13: Genetic Laboratories - Atlantis Revisited

Genetic Engineering—From the Horse’s Mouth

Ray Kurzweil writes in his book, The Singularity is Near (p. 168), that the human genome is a sequential binary code, containing only about 800 million bits of information.[352] Then he adds that when the scientists remove all the redundancies, we are left with only 30 to 100 million bits, which is equivalent to an average software program. What Dr. Kurzweil tells us is that the Controllers are apparently not going to let us have our full brain capacity after all. This becomes obvious because there are no such things as 'redundancies'. If he means that the 95% of the brain we are not using today are 'redundancies', Posthumans are not going to be wiser than their combined knowledge at the time of the Singularity. If he implies that 'redundancies' means taking away even more of the human genome, then we are not even going to have that much.

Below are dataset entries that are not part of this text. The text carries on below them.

pub mod error;
pub mod config;
pub mod identity;
pub mod client;
pub mod console;

pub use client::{ApiClient, CredentialSource, HttpMethod};
pub use config::ClientConfig;
pub use console::Console;
pub use error::{ErrorKind, ExchangeError, RequestError, SessionError, SessionResult};
pub use identity::{SessionMachine, SessionStatus, SessionView};
//! Unified error model for the session core and the credentialed API client.
//! One enum covers exchange failures, request failures and provider failures so the
//! session read model can carry whichever one happened last.

use serde::{Deserialize, Serialize};
use thiserror::Error;

#[derive(Debug, Clone, Copy, PartialEq, Eq, Hash, Serialize, Deserialize)]
#[serde(rename_all = "snake_case")]
pub enum ErrorKind {
    TokenUnavailable,
    BackendRejected,
    Network,
    Unauthorized,
    MalformedResponse,
    Provider,
}

#[derive(Debug, Clone, PartialEq, Eq, Error, Serialize, Deserialize)]
#[serde(tag = "type", rename_all = "snake_case")]
pub enum SessionError {
    /// The identity could not mint a proof token (expired or revoked credential).
    #[error("token_unavailable: {message}")]
    TokenUnavailable { message: String },
    /// The backend answered with a non-success status other than 401/403.
    #[error("backend_rejected: {status}: {message}")]
    BackendRejected { status: u16, message: String },
    #[error("network: {message}")]
    Network { message: String },
    /// 401/403 from the backend: the session is no longer trusted server-side.
    #[error("unauthorized: {status}: {message}")]
    Unauthorized { status: u16, message: String },
    #[error("malformed_response: {message}")]
    MalformedResponse { message: String },
    #[error("provider: {message}")]
    Provider { message: String },
}

/// Errors surfaced by the session exchange service.
pub type ExchangeError = SessionError;
/// Errors surfaced by the credentialed request client.
pub type RequestError = SessionError;

pub type SessionResult<T> = Result<T, SessionError>;

impl SessionError {
    pub fn token_unavailable<S: Into<String>>(msg: S) -> Self { SessionError::TokenUnavailable { message: msg.into() } }
    pub fn network<S: Into<String>>(msg: S) -> Self { SessionError::Network { message: msg.into() } }
    pub fn malformed<S: Into<String>>(msg: S) -> Self { SessionError::MalformedResponse { message: msg.into() } }
    pub fn provider<S: Into<String>>(msg: S) -> Self { SessionError::Provider { message: msg.into() } }

    /// Map a non-success HTTP status to the matching error.
    pub fn from_status<S: Into<String>>(status: u16, msg: S) -> Self {
        match status {
            401 | 403 => SessionError::Unauthorized { status, message: msg.into() },
            _ => SessionError::BackendRejected { status, message: msg.into() },
        }
    }

    pub fn kind(&self) -> ErrorKind {
        match self {
            SessionError::TokenUnavailable { .. } => ErrorKind::TokenUnavailable,
            SessionError::BackendRejected { .. } => ErrorKind::BackendRejected,
            SessionError::Network { .. } => ErrorKind::Network,
            SessionError::Unauthorized { .. } => ErrorKind::Unauthorized,
            SessionError::MalformedResponse { .. } => ErrorKind::MalformedResponse,
            SessionError::Provider { .. } => ErrorKind::Provider,
        }
    }

    pub fn code_str(&self) -> &'static str {
        match self.kind() {
            ErrorKind::TokenUnavailable => "token_unavailable",
            ErrorKind::BackendRejected => "backend_rejected",
            ErrorKind::Network => "network",
            ErrorKind::Unauthorized => "unauthorized",
            ErrorKind::MalformedResponse => "malformed_response",
            ErrorKind::Provider => "provider",
        }
    }

    pub fn message(&self) -> &str {
        match self {
            SessionError::TokenUnavailable { message }
            | SessionError::BackendRejected { message, .. }
            | SessionError::Network { message }
            | SessionError::Unauthorized { message, .. }
            | SessionError::MalformedResponse { message }
            | SessionError::Provider { message } => message.as_str(),
        }
    }

    /// HTTP status that produced this error, when there was one.
    pub fn status(&self) -> Option<u16> {
        match self {
            SessionError::BackendRejected { status, .. } | SessionError::Unauthorized { status, .. } => Some(*status),
            _ => None,
        }
    }

    /// Whether retrying the same call without user interaction can reasonably succeed.
    /// Token and authorization failures need a fresh sign-in; malformed responses are
    /// contract violations and are never retried.
    pub fn is_retryable(&self) -> bool {
        matches!(self, SessionError::Network { .. } | SessionError::BackendRejected { .. })
    }
}

impl From<reqwest::Error> for SessionError {
    fn from(err: reqwest::Error) -> Self {
        if err.is_decode() {
            return SessionError::malformed(err.to_string());
        }
        if let Some(status) = err.status() {
            return SessionError::from_status(status.as_u16(), err.to_string());
        }
        // connect, timeout, body and redirect failures
        SessionError::network(err.to_string())
    }
}

impl From<tokio::time::error::Elapsed> for SessionError {
    fn from(_: tokio::time::error::Elapsed) -> Self {
        SessionError::network("deadline elapsed")
    }
}
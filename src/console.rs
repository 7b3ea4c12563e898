//! Wiring for the application shell: one cookie-storing HTTP client shared by the session
//! exchange and the API client, one session machine, and an API client that reports 401/403
//! back to that machine.

use std::sync::Arc;

use anyhow::Result;
use tracing::info;

use crate::client::ApiClient;
use crate::config::ClientConfig;
use crate::identity::{HttpSessionExchange, IdentityProvider, SessionMachine};

#[derive(Clone)]
pub struct Console {
    pub session: SessionMachine,
    pub api: ApiClient,
}

impl Console {
    /// Build the stack without following the provider yet; call [`Console::start`] for that.
    pub fn new(config: ClientConfig, provider: Arc<dyn IdentityProvider>) -> Result<Self> {
        let http = config.build_http_client()?;
        let exchange = Arc::new(HttpSessionExchange::new(http.clone(), config.clone()));
        let session = SessionMachine::with_timeout(provider, exchange, config.exchange_timeout);
        let api = ApiClient::new(http, config.clone()).with_credentials(Arc::new(session.clone()));
        info!(target: "opsconsole::session", api_base = %config.api_base, "console initialised");
        Ok(Self { session, api })
    }

    pub fn start(&self) { self.session.start(); }
}
use std::io;
use std::path::PathBuf;
use thiserror::Error;

/// Result type alias using the crate's [`Error`].
pub type Result<T> = std::result::Result<T, Error>;

/// Failures that stop a run.
///
/// A source that fails mid-read is not an error here: it is retired and the
/// run continues.
#[derive(Debug, Error)]
pub enum Error {
    /// The input directory could not be listed.
    #[error("failed to list input directory {}: {source}", .path.display())]
    Discover { path: PathBuf, source: io::Error },

    /// A declared source could not be opened. No output is produced.
    #[error("failed to open source {}: {source}", .path.display())]
    Open { path: PathBuf, source: io::Error },

    /// The output file could not be created.
    #[error("failed to create output {}: {source}", .path.display())]
    CreateOutput { path: PathBuf, source: io::Error },

    /// Writing to the output failed.
    #[error("failed to write output: {0}")]
    Sink(#[source] io::Error),
}

#[cfg(test)]
mod tests {
    use super::Error;
    use std::error::Error as _;
    use std::io;
    use std::path::PathBuf;

    #[test]
    fn open_error_names_the_path() {
        let err = Error::Open {
            path: PathBuf::from("in/a.txt"),
            source: io::Error::new(io::ErrorKind::NotFound, "no such file"),
        };
        assert_eq!(err.to_string(), "failed to open source in/a.txt: no such file");
        assert!(err.source().is_some());
    }
}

Either way, Posthumans are still going to be quite limited in their capacity; albeit billions of times wiser than today, by Kurzweil’s measures. Then, of course, Posthumans will still be limited to experiencing the 4% Universe hologram — 100% of 4% is still 4%.

Dr. Kurzweil then explains how the human genome is working:

This [genetic] code is supported by a set of biochemical machines that translate these linear (one-dimensional) sequences of DNA 'letters' into strings of simple building blocks called amino acids, which are in turn folded into three-dimensional proteins, which make up all living creatures from bacteria to humans. (Viruses occupy a niche in between living and non-living matter but are also composed of fragments of DNA or RNA.) This machinery is essentially a self-replicating nanoscale replicator that builds the elaborate hierarchy of structures and increasingly complex systems that a living creature comprises.[p. 168]

With the risk of boring you, I also want to cite the direct continuation of the above quote; a section which describes what DNA and RNA are, how they are set up, and how they work. This, in itself, is educational and something each truth-seeker must learn anyway, but that’s only part of the reason why I want to include it here. Be alert to Dr. Kurzweil’s comparison between DNA/RNA and existing technology, such as tape recorders, etc. You, the reader, may ask yourself; how come that technology, in certain terms, replicates our DNA/RNA? Could it possibly be that those who understand our genome, because they created it, gave us the technology — even such technology as early tape recorders, etc.?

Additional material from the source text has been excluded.